Aanwezigheid ziekteverwekkende bacterien vaststellen
Voor het aantonen van pathogenen in voedsel wordt vaak de grensreactie gebruikt.
In een bepaalde hoeveelheid product (= grens) mag de pathogeen niet aantoonbaar zijn.
Tijdens de bepaling zijn alle stappen erop gericht om al is er maar 1 bacteriecel aanwezig deze toch aan te tonen zelfs al is de cel niet in topconditie
Voorbeeld: de norm voor een voedingsmiddel is :”er mag geen Salmonella in 100 gram poeder zitten/ aantoonbaar zijn “
Je gaat dan 100 gram product inzetten en de bacterie hierin aantonen dus geen telling, maar toch wel kwantitatief als de norm strenger is wordt een groter volume op aanwezigheid onderzocht
Het lijkt eenvoudig: product onderzoeken door het in te zetten op voor te zoeken micro-organisme geschikte selectieve voedingsbodem en na incubatie te kijken naar de kolonies met zichtbare Salmonella kenmerken
Echter: het gezochte micro-organisme. is meestal ver in de minderheid ten opzichte van andere ook aanwezige micro-organisme, soort speld in een hooiberg, (dit in tegenstelling tot veel medisch microbiologisch onderzoek waar de ziekteverwekker in de meerderheid is) . Hierdoor wordt bij een kiemgetalbepaling de Salmonella “wegverdund”. Bovendien is het ook nog zo dat veel van “de andere micro-organismen” (begeleidingsflora of stoorflora) tijdens hun groei zoveel zuur vormen dat de Salmonella het loodje legt of op de selectieve vaste voedingsbodem niet herkend wordt.
Bij een kweek in een algemeen vloeibaar medium kan dus ook de meerderheid groeien (zich meerdere keren achterelkaar verdubbelen) waardoor de gezochte salmonella nog meer achterblijft,
Dit maakt een selectief medium noodzakelijk maar het product kan het micro-organisme in een conditie gebracht hebben dat het niet zo gemakkelijk meer op het lab groeit (moeilijk woord : subletaal beschadigd) (denk nu niet hoera! dan zal dat bij consumptie ook wel zo zijn en dus niet zo belangrijk want de groei is bij consumptie wel degelijk mogelijk ,weer voorbeeld Salmonella in babyvoeding, water bij poeder, opwarmen, laten staan en klaar is het levensgevaarlijke kweekje!, ook het lichaam zelf is een ideaal herstelparadijsje)
Dus aan de ene kant herstel nodig : algemeen medium,aan de andere kant selectiviteit nodig: selectief medium.
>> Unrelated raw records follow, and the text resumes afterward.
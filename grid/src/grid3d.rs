use std::iter::repeat_with;
use std::ops::{Index, IndexMut};

use misc::*;

use crate::coord::{coords3, GridCoord3, GridSize3};
use crate::error::{Axis, GridError, GridResult};
use crate::layout;
use crate::slice::{Slice, SliceMut};

/// Dense 3D array, accessed with `at(z, y, x)`.
///
/// The buffer is a sequence of depth slices, each of which is a sequence of rows, so the element at
/// `(x, y, z)` lives at `x + y * width + z * width * height`. Depth edits touch one contiguous
/// block; row and column edits have to visit every slice.
#[derive(Debug, Clone, PartialEq, Eq, Hash)]
pub struct Grid3D<T> {
    /// `[x + width * (y + height * z)]`
    data: Vec<T>,
    width: usize,
    height: usize,
    depth: usize,
}

impl<T> Default for Grid3D<T> {
    fn default() -> Self {
        Self {
            data: Vec::new(),
            width: 0,
            height: 0,
            depth: 0,
        }
    }
}

impl<T: Default> Grid3D<T> {
    pub fn new(width: usize, height: usize, depth: usize) -> Self {
        let data = repeat_with(T::default)
            .take(width * height * depth)
            .collect();
        Self {
            data,
            width,
            height,
            depth,
        }
    }

    pub fn resize_default(&mut self, width: usize, height: usize, depth: usize)
    where
        T: Clone,
    {
        self.resize(width, height, depth, T::default())
    }
}

impl<T: Clone> Grid3D<T> {
    pub fn filled(width: usize, height: usize, depth: usize, init: T) -> Self {
        Self {
            data: vec![init; width * height * depth],
            width,
            height,
            depth,
        }
    }

    pub fn with_size(size: impl GridSize3, init: T) -> GridResult<Self> {
        let [width, height, depth] = size.extents()?;
        Ok(Self::filled(width, height, depth, init))
    }

    /// Inserts `init` into every row of every slice so that it becomes column `pos`
    pub fn insert_column(&mut self, pos: usize, init: T) -> GridResult<()> {
        GridError::check_position(Axis::Column, pos, self.width + 1)?;
        self.insert_columns(pos, 1, &init);
        Ok(())
    }

    /// Inserts a row of `init` into every slice so that it becomes row `pos` in each
    pub fn insert_row(&mut self, pos: usize, init: T) -> GridResult<()> {
        GridError::check_position(Axis::Row, pos, self.height + 1)?;
        self.insert_rows(pos, 1, &init);
        Ok(())
    }

    /// Inserts a whole slice of `init` so that it becomes slice `pos`
    pub fn insert_depth(&mut self, pos: usize, init: T) -> GridResult<()> {
        GridError::check_position(Axis::Depth, pos, self.depth + 1)?;
        self.insert_depths(pos, 1, &init);
        Ok(())
    }

    pub fn push_back_column(&mut self, init: T) {
        self.insert_columns(self.width, 1, &init);
    }

    pub fn push_back_row(&mut self, init: T) {
        self.insert_rows(self.height, 1, &init);
    }

    pub fn push_back_depth(&mut self, init: T) {
        self.insert_depths(self.depth, 1, &init);
    }

    pub fn push_back_columns(&mut self, n: usize, init: T) {
        self.insert_columns(self.width, n, &init);
    }

    pub fn push_back_rows(&mut self, n: usize, init: T) {
        self.insert_rows(self.height, n, &init);
    }

    pub fn push_back_depths(&mut self, n: usize, init: T) {
        self.insert_depths(self.depth, n, &init);
    }

    /// Adjusts width, then height, then depth, each by adding or dropping at the back
    pub fn resize(&mut self, width: usize, height: usize, depth: usize, init: T) {
        debug!("resizing grid"; "from" => ?self.size(), "to" => ?(width, height, depth));

        if width < self.width {
            self.remove_columns(width, self.width - width);
        } else if width > self.width {
            self.insert_columns(self.width, width - self.width, &init);
        }

        if height < self.height {
            self.remove_rows(height, self.height - height);
        } else if height > self.height {
            self.insert_rows(self.height, height - self.height, &init);
        }

        if depth < self.depth {
            self.remove_depths(depth, self.depth - depth);
        } else if depth > self.depth {
            self.insert_depths(self.depth, depth - self.depth, &init);
        }
    }

    pub fn resize_to(&mut self, size: impl GridSize3, init: T) -> GridResult<()> {
        let [width, height, depth] = size.extents()?;
        self.resize(width, height, depth, init);
        Ok(())
    }

    fn insert_columns(&mut self, pos: usize, count: usize, init: &T) {
        let rows = self.height * self.depth;
        layout::insert_columns(&mut self.data, self.width, rows, pos, count, init);
        self.width += count;
        trace!("inserted columns"; "pos" => pos, "count" => count, "width" => self.width);
    }

    fn insert_rows(&mut self, pos: usize, count: usize, init: &T) {
        let w = self.width;
        // slices before z have already grown, so their offsets use the new height
        let grown_slice = w * (self.height + count);
        for z in 0..self.depth {
            layout::insert_block(&mut self.data, z * grown_slice + pos * w, count * w, init);
        }
        self.height += count;
        trace!("inserted rows"; "pos" => pos, "count" => count, "height" => self.height);
    }

    fn insert_depths(&mut self, pos: usize, count: usize, init: &T) {
        let slice = self.slice_len();
        layout::insert_block(&mut self.data, pos * slice, count * slice, init);
        self.depth += count;
        trace!("inserted depth slices"; "pos" => pos, "count" => count, "depth" => self.depth);
    }
}

impl<T> Grid3D<T> {
    /// `data` must hold exactly `width * height * depth` elements, slice by slice
    pub fn from_vec(width: usize, height: usize, depth: usize, data: Vec<T>) -> GridResult<Self> {
        GridError::check_length(width * height * depth, data.len())?;
        Ok(Self {
            data,
            width,
            height,
            depth,
        })
    }

    pub fn width(&self) -> usize {
        self.width
    }

    pub fn height(&self) -> usize {
        self.height
    }

    pub fn depth(&self) -> usize {
        self.depth
    }

    /// `(width, height, depth)`
    pub fn size(&self) -> (usize, usize, usize) {
        (self.width, self.height, self.depth)
    }

    pub fn dimensions(&self) -> [usize; 3] {
        [self.width, self.height, self.depth]
    }

    pub fn len(&self) -> usize {
        self.data.len()
    }

    pub fn is_empty(&self) -> bool {
        self.data.is_empty()
    }

    /// Number of elements in one depth slice
    #[inline]
    pub fn slice_len(&self) -> usize {
        self.width * self.height
    }

    #[inline]
    pub fn flatten_coords(&self, [x, y, z]: [usize; 3]) -> usize {
        x + self.width * (y + self.height * z)
    }

    pub fn unflatten_index(&self, index: usize) -> [usize; 3] {
        let [w, h, _] = self.dimensions();
        [index % w, (index / w) % h, index / (w * h)]
    }

    fn checked_index(&self, [x, y, z]: [i64; 3]) -> GridResult<usize> {
        match (usize::try_from(x), usize::try_from(y), usize::try_from(z)) {
            (Ok(x), Ok(y), Ok(z)) if self.contains(z, y, x) => Ok(self.flatten_coords([x, y, z])),
            _ => Err(GridError::out_of_range([x, y, z], self.dimensions())),
        }
    }

    pub fn at(&self, z: usize, y: usize, x: usize) -> GridResult<&T> {
        self.at_pos([x, y, z])
    }

    pub fn at_mut(&mut self, z: usize, y: usize, x: usize) -> GridResult<&mut T> {
        self.at_pos_mut([x, y, z])
    }

    /// Note the position is `(x, y, z)`, unlike [at](Self::at)
    pub fn at_pos(&self, pos: impl GridCoord3) -> GridResult<&T> {
        let idx = self.checked_index(pos.xyz())?;
        Ok(&self.data[idx])
    }

    pub fn at_pos_mut(&mut self, pos: impl GridCoord3) -> GridResult<&mut T> {
        let idx = self.checked_index(pos.xyz())?;
        Ok(&mut self.data[idx])
    }

    /// Depth slice `z`, indexable as `slice[y][x]`
    pub fn slice(&self, z: usize) -> GridResult<Slice<T>> {
        let range = self.slice_range(z)?;
        Ok(Slice::new(&self.data[range], self.width, self.height, z))
    }

    pub fn slice_mut(&mut self, z: usize) -> GridResult<SliceMut<T>> {
        let range = self.slice_range(z)?;
        let (w, h) = (self.width, self.height);
        Ok(SliceMut::new(&mut self.data[range], w, h, z))
    }

    pub fn slices(&self) -> impl ExactSizeIterator<Item = Slice<T>> + '_ {
        let len = self.slice_len();
        (0..self.depth).map(move |z| {
            Slice::new(
                &self.data[z * len..(z + 1) * len],
                self.width,
                self.height,
                z,
            )
        })
    }

    fn slice_range(&self, z: usize) -> GridResult<std::ops::Range<usize>> {
        if z < self.depth {
            let len = self.slice_len();
            Ok(z * len..(z + 1) * len)
        } else {
            Err(GridError::out_of_range([0, 0, z as i64], self.dimensions()))
        }
    }

    pub fn contains(&self, z: usize, y: usize, x: usize) -> bool {
        x < self.width && y < self.height && z < self.depth
    }

    pub fn contains_pos(&self, pos: impl GridCoord3) -> bool {
        self.checked_index(pos.xyz()).is_ok()
    }

    /// Removes column `pos` from every row of every slice
    pub fn remove_column(&mut self, pos: usize) -> GridResult<()> {
        GridError::check_position(Axis::Column, pos, self.width)?;
        self.remove_columns(pos, 1);
        Ok(())
    }

    /// Removes row `pos` from every slice, keeping the order of the remaining rows
    pub fn remove_row(&mut self, pos: usize) -> GridResult<()> {
        GridError::check_position(Axis::Row, pos, self.height)?;
        self.remove_rows(pos, 1);
        Ok(())
    }

    pub fn remove_depth(&mut self, pos: usize) -> GridResult<()> {
        GridError::check_position(Axis::Depth, pos, self.depth)?;
        self.remove_depths(pos, 1);
        Ok(())
    }

    pub fn pop_back_column(&mut self) -> GridResult<()> {
        self.pop_back_columns(1)
    }

    pub fn pop_back_row(&mut self) -> GridResult<()> {
        self.pop_back_rows(1)
    }

    pub fn pop_back_depth(&mut self) -> GridResult<()> {
        self.pop_back_depths(1)
    }

    /// Fails without removing anything if there are fewer than `n` columns
    pub fn pop_back_columns(&mut self, n: usize) -> GridResult<()> {
        if n == 0 {
            return Ok(());
        }

        GridError::check_position(Axis::Column, n - 1, self.width)?;
        self.remove_columns(self.width - n, n);
        Ok(())
    }

    pub fn pop_back_rows(&mut self, n: usize) -> GridResult<()> {
        if n == 0 {
            return Ok(());
        }

        GridError::check_position(Axis::Row, n - 1, self.height)?;
        self.remove_rows(self.height - n, n);
        Ok(())
    }

    pub fn pop_back_depths(&mut self, n: usize) -> GridResult<()> {
        if n == 0 {
            return Ok(());
        }

        GridError::check_position(Axis::Depth, n - 1, self.depth)?;
        self.remove_depths(self.depth - n, n);
        Ok(())
    }

    fn remove_columns(&mut self, pos: usize, count: usize) {
        layout::remove_columns(&mut self.data, self.width, pos..pos + count);
        self.width -= count;
        trace!("removed columns"; "pos" => pos, "count" => count, "width" => self.width);
    }

    fn remove_rows(&mut self, pos: usize, count: usize) {
        layout::remove_rows_in_slices(&mut self.data, self.width, self.height, pos..pos + count);
        self.height -= count;
        trace!("removed rows"; "pos" => pos, "count" => count, "height" => self.height);
    }

    fn remove_depths(&mut self, pos: usize, count: usize) {
        let slice = self.slice_len();
        self.data.drain(pos * slice..(pos + count) * slice);
        self.depth -= count;
        trace!("removed depth slices"; "pos" => pos, "count" => count, "depth" => self.depth);
    }

    /// Makes room for a `width * height * depth` grid without changing the current dimensions
    pub fn reserve(&mut self, width: usize, height: usize, depth: usize) {
        let additional = (width * height * depth).saturating_sub(self.data.len());
        self.data.reserve(additional);
    }

    pub fn clear(&mut self) {
        self.data.clear();
        self.width = 0;
        self.height = 0;
        self.depth = 0;
    }

    pub fn front(&self) -> GridResult<&T> {
        self.at_pos([0, 0, 0])
    }

    pub fn front_mut(&mut self) -> GridResult<&mut T> {
        self.at_pos_mut([0, 0, 0])
    }

    pub fn back(&self) -> GridResult<&T> {
        let idx = self.checked_index(self.last_coord())?;
        Ok(&self.data[idx])
    }

    pub fn back_mut(&mut self) -> GridResult<&mut T> {
        let idx = self.checked_index(self.last_coord())?;
        Ok(&mut self.data[idx])
    }

    fn last_coord(&self) -> [i64; 3] {
        [
            self.width as i64 - 1,
            self.height as i64 - 1,
            self.depth as i64 - 1,
        ]
    }

    /// Calls `f(z, y, x)` for every cell, slice by slice then row by row
    pub fn foreach(&self, mut f: impl FnMut(usize, usize, usize)) {
        self.coords().for_each(|[x, y, z]| f(z, y, x))
    }

    pub fn foreach_mut(&mut self, mut f: impl FnMut(usize, usize, usize, &mut T)) {
        let [w, h, _] = self.dimensions();
        self.data.iter_mut().enumerate().for_each(|(i, cell)| {
            let (z, rem) = (i / (w * h), i % (w * h));
            f(z, rem / w, rem % w, cell)
        })
    }

    /// Every `[x, y, z]` in storage order. Doesn't borrow the grid.
    pub fn coords(&self) -> impl ExactSizeIterator<Item = [usize; 3]> + Clone {
        coords3(self.width, self.height, self.depth)
    }

    pub fn iter(&self) -> impl ExactSizeIterator<Item = &T> + '_ {
        self.data.iter()
    }

    pub fn iter_mut(&mut self) -> impl ExactSizeIterator<Item = &mut T> + '_ {
        self.data.iter_mut()
    }

    pub fn iter_coords(&self) -> impl Iterator<Item = ([usize; 3], &T)> + '_ {
        self.coords().zip(self.data.iter())
    }

    pub fn as_slice(&self) -> &[T] {
        &self.data
    }

    pub fn as_mut_slice(&mut self) -> &mut [T] {
        &mut self.data
    }

    pub fn into_vec(self) -> Vec<T> {
        self.data
    }
}

impl<T: Display> Grid3D<T> {
    /// Writes the grid to stdout, see the [Display] impl for the layout
    pub fn print(&self) {
        print!("{}", self);
    }

    pub fn print_size(&self) {
        println!(
            "(width:{} height:{} depth:{})",
            self.width, self.height, self.depth
        );
    }
}

/// One line per row index. Each line holds that row from every depth slice in turn, bracketed and
/// separated by a space, e.g. `[1 2] [5 6]`.
impl<T: Display> Display for Grid3D<T> {
    fn fmt(&self, f: &mut Formatter<'_>) -> FmtResult {
        let w = self.width;
        for y in 0..self.height {
            let rows = self.slices().map(|slice| {
                let row = &slice.as_slice()[y * w..(y + 1) * w];
                format!("[{}]", row.iter().format(" "))
            });
            writeln!(f, "{}", rows.format(" "))?;
        }
        Ok(())
    }
}

/// `[x, y, z]`. Panics if out of range.
impl<T> Index<[usize; 3]> for Grid3D<T> {
    type Output = T;

    fn index(&self, pos: [usize; 3]) -> &Self::Output {
        match self.at_pos(pos) {
            Ok(t) => t,
            Err(e) => panic!("{}", e),
        }
    }
}

impl<T> IndexMut<[usize; 3]> for Grid3D<T> {
    fn index_mut(&mut self, pos: [usize; 3]) -> &mut Self::Output {
        match self.at_pos_mut(pos) {
            Ok(t) => t,
            Err(e) => panic!("{}", e),
        }
    }
}

impl<T> AsRef<[T]> for Grid3D<T> {
    fn as_ref(&self) -> &[T] {
        &self.data
    }
}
Ook is naast de selectieve groei herkenning nodig je moet de Salmonella kunnen herkennen/ onderscheiden tussen de andere micro-organismen, anders is die nog niet bepaald!
Al deze haken en ogen hebben tot het volgende stappenplan geleid.
HERSTEL (ook wel resuscitatie genoemd) eerst kort herstellen in een algemene vloeibare voedingsbodem’, welke goed gebufferd wordt (waarom?).
OPHOPEN daarna vanuit deze “herstelvloeistof” enten op een selectief vloeibaar medium, het streven is de Salmonella goed te laten groeien en de stoorflora in de groei te remmen of liefst te doden.
SELECTIE EN ISOLATIE enten op een vaste selectieve voedingsbodem, weer remmend voor de stoorflora en goed voor de Salmonella.
Nu ook met electieve eigenschappen, dat wil zeggen dat de Salmonella op de voedingsbodem herkend kan worden dankzij een specifiek uiterlijk, vaak is ook de stoorflora te herkennen door een (uiteraard) ander uiterlijk .
De selectieve eigenschappen komen tot stand door de aanwezigheid van bepaalde remstoffen:kleurstoffen, gal en antibiotica.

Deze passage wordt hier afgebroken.